> _DIRECTIONS_
Where does the string "SearchSemester" appear? Copy every line of the entries below that holds it.

> _SUPPLIED RECORDS_
******

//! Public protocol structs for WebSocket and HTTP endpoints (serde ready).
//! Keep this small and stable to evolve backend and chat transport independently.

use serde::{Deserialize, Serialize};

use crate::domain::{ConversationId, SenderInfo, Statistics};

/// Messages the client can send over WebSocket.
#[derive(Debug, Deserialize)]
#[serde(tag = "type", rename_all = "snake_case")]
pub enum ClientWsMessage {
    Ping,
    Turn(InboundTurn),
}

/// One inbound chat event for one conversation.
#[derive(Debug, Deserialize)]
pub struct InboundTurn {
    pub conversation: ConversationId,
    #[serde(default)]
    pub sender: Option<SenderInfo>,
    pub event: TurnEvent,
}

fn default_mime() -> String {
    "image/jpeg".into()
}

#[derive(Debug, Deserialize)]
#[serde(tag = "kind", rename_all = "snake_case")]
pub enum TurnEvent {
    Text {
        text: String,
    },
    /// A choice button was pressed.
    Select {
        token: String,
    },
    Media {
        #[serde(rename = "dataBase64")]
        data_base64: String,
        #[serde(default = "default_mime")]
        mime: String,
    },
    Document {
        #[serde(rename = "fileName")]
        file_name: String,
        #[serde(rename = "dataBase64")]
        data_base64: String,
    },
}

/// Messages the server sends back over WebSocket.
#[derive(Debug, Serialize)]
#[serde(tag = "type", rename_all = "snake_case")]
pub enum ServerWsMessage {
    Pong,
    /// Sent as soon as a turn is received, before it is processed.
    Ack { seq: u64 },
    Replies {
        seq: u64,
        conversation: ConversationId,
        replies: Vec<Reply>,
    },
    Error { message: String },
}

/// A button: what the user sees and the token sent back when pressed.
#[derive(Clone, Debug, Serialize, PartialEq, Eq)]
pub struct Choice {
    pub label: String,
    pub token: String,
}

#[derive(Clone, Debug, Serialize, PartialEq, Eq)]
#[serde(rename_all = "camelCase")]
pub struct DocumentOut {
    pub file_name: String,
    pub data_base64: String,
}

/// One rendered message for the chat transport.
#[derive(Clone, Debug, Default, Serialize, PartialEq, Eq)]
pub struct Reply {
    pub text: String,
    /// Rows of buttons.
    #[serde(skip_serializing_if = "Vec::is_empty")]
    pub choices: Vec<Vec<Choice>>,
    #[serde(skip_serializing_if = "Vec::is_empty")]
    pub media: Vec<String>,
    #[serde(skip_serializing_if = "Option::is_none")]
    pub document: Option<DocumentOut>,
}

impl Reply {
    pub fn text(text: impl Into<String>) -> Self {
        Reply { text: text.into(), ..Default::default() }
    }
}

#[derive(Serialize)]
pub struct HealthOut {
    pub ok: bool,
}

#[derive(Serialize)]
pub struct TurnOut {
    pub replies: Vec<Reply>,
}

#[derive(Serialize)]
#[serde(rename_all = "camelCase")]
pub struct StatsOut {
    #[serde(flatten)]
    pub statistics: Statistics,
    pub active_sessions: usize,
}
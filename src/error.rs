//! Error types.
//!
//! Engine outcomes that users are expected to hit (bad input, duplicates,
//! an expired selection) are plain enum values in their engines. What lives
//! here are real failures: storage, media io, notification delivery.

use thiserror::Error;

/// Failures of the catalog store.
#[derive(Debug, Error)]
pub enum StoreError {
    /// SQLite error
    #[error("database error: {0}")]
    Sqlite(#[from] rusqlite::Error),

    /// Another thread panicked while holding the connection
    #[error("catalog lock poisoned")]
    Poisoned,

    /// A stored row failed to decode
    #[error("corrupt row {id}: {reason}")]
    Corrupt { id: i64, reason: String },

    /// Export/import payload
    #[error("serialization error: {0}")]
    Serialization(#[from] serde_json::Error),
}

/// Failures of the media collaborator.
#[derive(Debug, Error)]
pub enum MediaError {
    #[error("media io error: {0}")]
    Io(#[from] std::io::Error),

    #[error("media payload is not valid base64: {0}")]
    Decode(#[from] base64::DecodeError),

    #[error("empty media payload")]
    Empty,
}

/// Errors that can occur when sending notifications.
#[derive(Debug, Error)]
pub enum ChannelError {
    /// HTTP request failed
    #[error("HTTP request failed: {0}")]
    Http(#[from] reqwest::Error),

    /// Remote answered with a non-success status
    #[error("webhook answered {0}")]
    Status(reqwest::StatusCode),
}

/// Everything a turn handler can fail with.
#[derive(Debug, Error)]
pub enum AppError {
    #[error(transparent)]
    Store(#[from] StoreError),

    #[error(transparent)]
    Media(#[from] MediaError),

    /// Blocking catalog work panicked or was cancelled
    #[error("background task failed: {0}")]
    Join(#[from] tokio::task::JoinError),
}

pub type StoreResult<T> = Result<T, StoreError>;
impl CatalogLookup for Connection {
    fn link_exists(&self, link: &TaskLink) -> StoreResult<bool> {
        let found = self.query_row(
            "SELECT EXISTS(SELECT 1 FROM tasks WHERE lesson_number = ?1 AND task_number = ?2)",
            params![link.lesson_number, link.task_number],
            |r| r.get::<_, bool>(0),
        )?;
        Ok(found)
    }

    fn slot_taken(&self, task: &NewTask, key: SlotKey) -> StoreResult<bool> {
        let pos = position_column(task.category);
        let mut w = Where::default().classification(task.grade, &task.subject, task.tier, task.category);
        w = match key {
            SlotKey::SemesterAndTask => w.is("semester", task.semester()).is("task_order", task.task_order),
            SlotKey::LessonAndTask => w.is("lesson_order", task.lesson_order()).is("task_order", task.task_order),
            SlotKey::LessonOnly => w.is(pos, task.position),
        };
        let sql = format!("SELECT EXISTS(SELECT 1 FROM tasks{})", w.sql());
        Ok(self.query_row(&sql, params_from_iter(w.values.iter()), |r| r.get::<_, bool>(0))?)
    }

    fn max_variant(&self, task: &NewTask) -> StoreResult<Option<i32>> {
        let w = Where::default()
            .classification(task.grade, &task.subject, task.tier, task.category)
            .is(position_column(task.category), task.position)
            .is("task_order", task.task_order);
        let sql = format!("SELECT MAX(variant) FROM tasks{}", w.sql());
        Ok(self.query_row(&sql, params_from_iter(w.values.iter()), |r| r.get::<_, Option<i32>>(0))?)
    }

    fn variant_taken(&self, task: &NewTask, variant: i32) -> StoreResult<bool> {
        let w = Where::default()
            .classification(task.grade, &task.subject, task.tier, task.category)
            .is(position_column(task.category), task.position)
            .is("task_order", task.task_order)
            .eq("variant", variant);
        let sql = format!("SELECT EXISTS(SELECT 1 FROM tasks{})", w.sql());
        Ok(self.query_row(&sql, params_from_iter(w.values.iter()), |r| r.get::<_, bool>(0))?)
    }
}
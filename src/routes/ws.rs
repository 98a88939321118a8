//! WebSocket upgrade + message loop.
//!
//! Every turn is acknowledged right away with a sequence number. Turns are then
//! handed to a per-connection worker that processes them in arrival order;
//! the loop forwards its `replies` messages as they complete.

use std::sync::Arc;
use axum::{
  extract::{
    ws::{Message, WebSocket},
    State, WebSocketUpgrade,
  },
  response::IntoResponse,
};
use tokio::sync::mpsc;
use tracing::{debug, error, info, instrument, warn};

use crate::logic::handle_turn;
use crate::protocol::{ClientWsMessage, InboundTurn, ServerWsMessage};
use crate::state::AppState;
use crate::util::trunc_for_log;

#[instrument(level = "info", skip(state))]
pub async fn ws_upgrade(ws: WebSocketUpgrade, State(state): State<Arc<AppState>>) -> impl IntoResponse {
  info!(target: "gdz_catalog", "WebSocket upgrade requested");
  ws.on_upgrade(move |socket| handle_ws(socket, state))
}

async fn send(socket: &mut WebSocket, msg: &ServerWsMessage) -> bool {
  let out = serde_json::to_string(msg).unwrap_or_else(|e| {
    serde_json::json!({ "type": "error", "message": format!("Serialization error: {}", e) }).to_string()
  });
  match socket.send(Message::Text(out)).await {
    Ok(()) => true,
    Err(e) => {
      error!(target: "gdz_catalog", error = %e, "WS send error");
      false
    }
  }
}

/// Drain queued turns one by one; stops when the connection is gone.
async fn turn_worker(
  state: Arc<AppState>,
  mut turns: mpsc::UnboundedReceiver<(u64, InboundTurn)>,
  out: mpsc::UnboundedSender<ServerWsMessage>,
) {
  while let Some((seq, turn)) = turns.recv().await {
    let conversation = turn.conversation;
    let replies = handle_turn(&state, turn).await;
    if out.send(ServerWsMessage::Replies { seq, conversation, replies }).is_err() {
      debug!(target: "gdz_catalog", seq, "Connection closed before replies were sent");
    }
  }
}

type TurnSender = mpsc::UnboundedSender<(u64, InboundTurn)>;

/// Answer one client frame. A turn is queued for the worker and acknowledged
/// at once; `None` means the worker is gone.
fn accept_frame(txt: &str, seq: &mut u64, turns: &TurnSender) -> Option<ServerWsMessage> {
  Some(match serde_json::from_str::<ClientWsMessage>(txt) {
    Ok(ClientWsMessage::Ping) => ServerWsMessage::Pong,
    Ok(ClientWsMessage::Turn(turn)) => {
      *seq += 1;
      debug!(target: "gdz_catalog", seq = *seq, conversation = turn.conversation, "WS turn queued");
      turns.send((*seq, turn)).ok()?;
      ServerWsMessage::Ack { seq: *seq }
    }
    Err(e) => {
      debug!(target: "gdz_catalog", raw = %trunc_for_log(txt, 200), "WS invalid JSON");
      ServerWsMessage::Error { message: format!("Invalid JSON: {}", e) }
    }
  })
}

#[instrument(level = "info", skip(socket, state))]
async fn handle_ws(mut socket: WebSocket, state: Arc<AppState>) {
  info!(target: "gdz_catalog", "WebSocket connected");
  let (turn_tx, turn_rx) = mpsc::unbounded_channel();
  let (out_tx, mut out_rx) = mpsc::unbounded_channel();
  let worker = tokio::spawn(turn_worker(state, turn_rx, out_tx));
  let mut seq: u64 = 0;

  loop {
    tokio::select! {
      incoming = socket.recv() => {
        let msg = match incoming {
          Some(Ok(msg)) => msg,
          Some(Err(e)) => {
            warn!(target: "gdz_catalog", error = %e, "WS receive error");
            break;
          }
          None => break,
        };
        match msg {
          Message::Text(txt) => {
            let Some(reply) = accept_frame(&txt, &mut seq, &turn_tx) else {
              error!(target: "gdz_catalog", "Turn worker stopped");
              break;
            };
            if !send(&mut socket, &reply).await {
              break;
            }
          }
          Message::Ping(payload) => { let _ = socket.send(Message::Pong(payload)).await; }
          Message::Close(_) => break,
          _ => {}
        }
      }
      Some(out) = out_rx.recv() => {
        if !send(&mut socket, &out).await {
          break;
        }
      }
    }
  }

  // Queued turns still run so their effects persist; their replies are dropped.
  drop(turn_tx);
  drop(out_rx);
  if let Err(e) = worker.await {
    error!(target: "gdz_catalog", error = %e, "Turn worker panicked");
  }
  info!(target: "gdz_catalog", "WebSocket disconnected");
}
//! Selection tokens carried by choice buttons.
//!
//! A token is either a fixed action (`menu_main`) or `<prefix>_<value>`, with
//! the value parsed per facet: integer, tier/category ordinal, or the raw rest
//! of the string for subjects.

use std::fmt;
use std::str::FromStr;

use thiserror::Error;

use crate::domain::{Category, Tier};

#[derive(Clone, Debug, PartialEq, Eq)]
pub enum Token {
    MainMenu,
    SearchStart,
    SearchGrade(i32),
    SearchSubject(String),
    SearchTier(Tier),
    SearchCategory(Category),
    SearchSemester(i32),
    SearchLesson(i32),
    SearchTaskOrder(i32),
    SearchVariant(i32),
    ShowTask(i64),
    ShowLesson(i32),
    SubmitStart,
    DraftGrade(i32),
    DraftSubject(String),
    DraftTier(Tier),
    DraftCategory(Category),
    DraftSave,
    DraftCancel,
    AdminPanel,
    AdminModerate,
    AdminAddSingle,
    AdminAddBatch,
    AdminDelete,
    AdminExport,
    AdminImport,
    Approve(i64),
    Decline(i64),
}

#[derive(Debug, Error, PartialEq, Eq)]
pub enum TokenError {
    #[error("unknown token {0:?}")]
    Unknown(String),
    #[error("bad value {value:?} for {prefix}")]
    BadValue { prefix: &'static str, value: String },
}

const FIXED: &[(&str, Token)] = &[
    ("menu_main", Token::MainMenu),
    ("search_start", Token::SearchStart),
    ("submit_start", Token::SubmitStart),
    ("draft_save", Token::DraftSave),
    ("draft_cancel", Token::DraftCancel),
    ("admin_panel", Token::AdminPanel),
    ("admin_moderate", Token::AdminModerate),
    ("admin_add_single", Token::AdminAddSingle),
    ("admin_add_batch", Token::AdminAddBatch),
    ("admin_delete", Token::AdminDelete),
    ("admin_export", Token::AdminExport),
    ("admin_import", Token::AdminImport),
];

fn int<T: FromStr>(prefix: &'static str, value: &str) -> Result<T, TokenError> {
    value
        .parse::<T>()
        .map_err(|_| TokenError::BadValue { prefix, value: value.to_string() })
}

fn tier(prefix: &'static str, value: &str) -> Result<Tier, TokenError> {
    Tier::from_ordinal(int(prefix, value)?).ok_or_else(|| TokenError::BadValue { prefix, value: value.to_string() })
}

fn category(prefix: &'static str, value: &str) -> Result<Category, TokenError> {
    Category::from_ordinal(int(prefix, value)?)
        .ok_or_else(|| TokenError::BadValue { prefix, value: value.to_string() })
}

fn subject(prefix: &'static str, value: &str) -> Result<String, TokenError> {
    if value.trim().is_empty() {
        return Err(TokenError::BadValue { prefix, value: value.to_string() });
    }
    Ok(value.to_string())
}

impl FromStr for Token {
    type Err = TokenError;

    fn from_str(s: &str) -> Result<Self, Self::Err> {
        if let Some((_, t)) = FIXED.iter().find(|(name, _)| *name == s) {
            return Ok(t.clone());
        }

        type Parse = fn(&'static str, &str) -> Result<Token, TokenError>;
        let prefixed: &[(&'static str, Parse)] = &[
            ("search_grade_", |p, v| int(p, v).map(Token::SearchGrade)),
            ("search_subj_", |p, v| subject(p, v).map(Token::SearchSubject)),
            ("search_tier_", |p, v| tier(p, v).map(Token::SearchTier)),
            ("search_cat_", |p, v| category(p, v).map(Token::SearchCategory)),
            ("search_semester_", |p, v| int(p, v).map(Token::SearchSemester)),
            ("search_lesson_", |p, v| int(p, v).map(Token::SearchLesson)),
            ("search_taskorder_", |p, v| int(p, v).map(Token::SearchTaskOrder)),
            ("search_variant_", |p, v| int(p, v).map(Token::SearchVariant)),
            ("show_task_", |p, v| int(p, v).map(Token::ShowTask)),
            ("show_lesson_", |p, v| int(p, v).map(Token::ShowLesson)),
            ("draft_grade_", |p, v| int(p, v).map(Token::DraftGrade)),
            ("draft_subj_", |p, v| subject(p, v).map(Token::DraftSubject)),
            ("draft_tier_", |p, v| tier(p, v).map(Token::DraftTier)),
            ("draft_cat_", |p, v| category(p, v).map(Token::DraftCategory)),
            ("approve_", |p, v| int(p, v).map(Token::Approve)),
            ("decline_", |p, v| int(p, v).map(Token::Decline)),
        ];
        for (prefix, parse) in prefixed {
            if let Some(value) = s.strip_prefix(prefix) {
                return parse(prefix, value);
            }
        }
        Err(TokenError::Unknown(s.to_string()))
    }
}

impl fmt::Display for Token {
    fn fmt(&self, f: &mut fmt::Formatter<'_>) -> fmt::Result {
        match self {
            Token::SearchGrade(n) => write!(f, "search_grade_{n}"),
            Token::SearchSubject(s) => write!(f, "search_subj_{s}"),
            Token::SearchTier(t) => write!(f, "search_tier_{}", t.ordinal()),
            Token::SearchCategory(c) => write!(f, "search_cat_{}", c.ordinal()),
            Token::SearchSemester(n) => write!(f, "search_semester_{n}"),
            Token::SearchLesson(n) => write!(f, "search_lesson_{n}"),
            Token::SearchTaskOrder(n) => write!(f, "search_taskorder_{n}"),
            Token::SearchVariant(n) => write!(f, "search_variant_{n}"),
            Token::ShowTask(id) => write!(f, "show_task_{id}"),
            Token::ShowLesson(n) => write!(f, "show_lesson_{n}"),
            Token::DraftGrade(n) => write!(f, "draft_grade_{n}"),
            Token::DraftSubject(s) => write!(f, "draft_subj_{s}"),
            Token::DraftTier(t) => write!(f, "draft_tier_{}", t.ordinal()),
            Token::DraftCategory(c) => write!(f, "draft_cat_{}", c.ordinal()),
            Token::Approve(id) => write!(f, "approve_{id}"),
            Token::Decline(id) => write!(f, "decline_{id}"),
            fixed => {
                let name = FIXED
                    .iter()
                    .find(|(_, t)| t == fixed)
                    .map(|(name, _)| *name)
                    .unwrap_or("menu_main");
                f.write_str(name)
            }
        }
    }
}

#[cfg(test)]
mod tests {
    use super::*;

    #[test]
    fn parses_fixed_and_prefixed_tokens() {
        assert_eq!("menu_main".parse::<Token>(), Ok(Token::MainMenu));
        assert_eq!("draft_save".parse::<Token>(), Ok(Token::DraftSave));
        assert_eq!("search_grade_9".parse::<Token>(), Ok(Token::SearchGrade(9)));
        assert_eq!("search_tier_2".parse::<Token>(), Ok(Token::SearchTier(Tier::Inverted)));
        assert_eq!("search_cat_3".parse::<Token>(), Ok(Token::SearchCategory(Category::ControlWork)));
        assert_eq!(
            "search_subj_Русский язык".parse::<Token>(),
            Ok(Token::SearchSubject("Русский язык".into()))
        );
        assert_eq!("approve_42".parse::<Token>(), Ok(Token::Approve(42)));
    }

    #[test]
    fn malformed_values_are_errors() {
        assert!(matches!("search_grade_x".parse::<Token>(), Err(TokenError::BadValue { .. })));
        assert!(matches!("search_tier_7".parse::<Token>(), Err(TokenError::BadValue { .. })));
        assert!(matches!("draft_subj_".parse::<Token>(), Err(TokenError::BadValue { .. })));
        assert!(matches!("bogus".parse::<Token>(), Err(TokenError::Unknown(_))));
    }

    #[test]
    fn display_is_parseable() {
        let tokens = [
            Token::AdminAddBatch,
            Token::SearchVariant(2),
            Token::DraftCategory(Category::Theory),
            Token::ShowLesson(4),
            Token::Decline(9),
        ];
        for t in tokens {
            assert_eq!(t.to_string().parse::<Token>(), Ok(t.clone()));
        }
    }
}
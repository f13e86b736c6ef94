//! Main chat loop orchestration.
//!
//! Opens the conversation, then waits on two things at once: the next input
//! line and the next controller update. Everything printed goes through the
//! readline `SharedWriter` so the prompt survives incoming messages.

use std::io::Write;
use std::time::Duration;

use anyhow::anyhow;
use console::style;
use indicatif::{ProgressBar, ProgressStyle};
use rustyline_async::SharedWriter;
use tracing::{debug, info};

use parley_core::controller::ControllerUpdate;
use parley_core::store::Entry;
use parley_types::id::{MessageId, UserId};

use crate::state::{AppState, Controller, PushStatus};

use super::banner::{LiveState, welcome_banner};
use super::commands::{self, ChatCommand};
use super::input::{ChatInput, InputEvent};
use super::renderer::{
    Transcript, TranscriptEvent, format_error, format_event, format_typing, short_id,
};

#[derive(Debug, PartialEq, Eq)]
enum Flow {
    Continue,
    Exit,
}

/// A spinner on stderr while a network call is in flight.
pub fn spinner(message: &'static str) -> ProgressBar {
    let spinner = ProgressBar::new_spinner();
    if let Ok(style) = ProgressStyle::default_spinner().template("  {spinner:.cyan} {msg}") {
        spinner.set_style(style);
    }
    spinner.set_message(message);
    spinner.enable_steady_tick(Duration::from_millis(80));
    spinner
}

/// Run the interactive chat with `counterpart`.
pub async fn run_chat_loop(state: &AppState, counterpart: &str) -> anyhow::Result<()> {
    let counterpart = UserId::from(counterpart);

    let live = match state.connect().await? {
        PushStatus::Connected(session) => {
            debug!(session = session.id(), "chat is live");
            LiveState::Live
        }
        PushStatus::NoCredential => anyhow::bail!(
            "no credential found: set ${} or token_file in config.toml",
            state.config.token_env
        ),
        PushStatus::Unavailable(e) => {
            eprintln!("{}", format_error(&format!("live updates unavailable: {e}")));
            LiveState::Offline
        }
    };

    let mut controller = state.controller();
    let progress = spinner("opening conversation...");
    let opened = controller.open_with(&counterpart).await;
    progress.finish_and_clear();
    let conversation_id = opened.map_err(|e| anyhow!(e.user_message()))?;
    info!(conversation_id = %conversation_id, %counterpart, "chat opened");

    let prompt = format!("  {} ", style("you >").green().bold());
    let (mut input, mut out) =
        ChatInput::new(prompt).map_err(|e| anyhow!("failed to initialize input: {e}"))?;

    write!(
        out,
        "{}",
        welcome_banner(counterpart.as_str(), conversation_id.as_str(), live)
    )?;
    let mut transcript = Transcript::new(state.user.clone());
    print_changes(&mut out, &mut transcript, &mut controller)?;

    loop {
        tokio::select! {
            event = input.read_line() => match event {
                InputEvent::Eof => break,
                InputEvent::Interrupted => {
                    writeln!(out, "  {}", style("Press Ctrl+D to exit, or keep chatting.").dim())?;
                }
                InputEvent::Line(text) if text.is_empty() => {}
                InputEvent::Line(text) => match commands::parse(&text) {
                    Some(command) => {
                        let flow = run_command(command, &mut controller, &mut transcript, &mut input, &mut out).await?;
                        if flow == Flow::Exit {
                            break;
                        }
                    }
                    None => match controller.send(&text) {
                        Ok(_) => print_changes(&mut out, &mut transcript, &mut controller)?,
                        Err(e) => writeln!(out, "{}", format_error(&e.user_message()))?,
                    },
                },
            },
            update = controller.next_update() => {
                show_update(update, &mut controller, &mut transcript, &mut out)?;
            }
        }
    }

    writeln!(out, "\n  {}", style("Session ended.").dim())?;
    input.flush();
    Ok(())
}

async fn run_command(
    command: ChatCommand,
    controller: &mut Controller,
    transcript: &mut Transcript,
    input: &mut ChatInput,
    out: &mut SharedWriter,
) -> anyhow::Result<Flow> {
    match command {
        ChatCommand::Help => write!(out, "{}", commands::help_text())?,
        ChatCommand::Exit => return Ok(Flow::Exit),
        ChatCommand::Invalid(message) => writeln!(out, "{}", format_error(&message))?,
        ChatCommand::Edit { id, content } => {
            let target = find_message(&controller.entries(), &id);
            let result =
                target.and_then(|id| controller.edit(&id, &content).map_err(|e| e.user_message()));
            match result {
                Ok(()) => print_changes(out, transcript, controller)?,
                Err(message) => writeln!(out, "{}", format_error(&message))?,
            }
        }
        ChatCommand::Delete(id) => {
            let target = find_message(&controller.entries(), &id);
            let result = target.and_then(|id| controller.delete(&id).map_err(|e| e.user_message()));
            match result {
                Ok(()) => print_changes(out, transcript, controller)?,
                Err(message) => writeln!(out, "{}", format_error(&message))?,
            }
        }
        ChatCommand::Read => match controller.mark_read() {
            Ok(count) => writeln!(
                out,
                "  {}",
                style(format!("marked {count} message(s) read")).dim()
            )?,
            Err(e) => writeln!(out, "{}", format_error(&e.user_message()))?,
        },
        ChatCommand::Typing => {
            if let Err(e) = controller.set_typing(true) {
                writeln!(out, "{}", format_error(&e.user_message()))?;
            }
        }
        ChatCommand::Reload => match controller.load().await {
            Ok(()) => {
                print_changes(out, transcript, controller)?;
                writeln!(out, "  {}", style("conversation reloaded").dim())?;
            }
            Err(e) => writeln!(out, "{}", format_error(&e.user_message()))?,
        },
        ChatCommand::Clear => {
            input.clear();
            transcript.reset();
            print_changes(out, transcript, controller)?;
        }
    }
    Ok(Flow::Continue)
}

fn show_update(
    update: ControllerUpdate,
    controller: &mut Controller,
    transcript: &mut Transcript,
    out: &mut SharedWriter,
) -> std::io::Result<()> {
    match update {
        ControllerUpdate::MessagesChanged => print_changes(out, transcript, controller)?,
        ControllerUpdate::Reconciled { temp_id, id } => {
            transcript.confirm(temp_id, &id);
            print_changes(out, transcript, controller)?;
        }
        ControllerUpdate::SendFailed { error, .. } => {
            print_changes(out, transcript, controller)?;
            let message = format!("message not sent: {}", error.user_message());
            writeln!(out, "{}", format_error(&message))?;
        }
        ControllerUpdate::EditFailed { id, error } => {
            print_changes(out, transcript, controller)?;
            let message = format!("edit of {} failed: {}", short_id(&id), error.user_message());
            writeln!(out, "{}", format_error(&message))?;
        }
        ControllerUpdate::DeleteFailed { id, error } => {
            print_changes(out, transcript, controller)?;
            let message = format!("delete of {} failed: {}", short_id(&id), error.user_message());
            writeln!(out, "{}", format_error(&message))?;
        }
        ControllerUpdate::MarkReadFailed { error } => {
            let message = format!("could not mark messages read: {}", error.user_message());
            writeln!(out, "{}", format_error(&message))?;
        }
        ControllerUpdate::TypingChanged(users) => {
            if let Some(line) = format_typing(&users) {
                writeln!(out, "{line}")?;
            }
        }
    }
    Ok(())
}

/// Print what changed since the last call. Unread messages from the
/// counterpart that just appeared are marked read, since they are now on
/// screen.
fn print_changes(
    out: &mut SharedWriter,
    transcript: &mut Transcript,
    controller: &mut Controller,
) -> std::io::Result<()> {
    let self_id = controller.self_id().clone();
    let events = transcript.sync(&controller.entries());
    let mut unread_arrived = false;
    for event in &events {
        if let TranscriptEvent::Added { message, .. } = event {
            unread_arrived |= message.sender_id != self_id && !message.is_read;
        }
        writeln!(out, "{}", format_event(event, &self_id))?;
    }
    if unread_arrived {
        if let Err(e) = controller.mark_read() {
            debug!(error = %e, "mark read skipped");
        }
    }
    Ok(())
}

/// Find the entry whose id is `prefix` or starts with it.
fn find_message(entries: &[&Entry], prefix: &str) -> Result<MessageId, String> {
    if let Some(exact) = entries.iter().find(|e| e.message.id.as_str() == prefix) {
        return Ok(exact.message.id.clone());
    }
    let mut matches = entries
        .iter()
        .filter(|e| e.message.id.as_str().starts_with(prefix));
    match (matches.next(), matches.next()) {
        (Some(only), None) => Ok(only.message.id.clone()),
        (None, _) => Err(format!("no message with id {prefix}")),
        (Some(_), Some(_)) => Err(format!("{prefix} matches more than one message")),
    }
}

******

> _TASK RESULT_
    SearchSemester(i32),
            ("search_semester_", |p, v| int(p, v).map(Token::SearchSemester)),
            Token::SearchSemester(n) => write!(f, "search_semester_{n}"),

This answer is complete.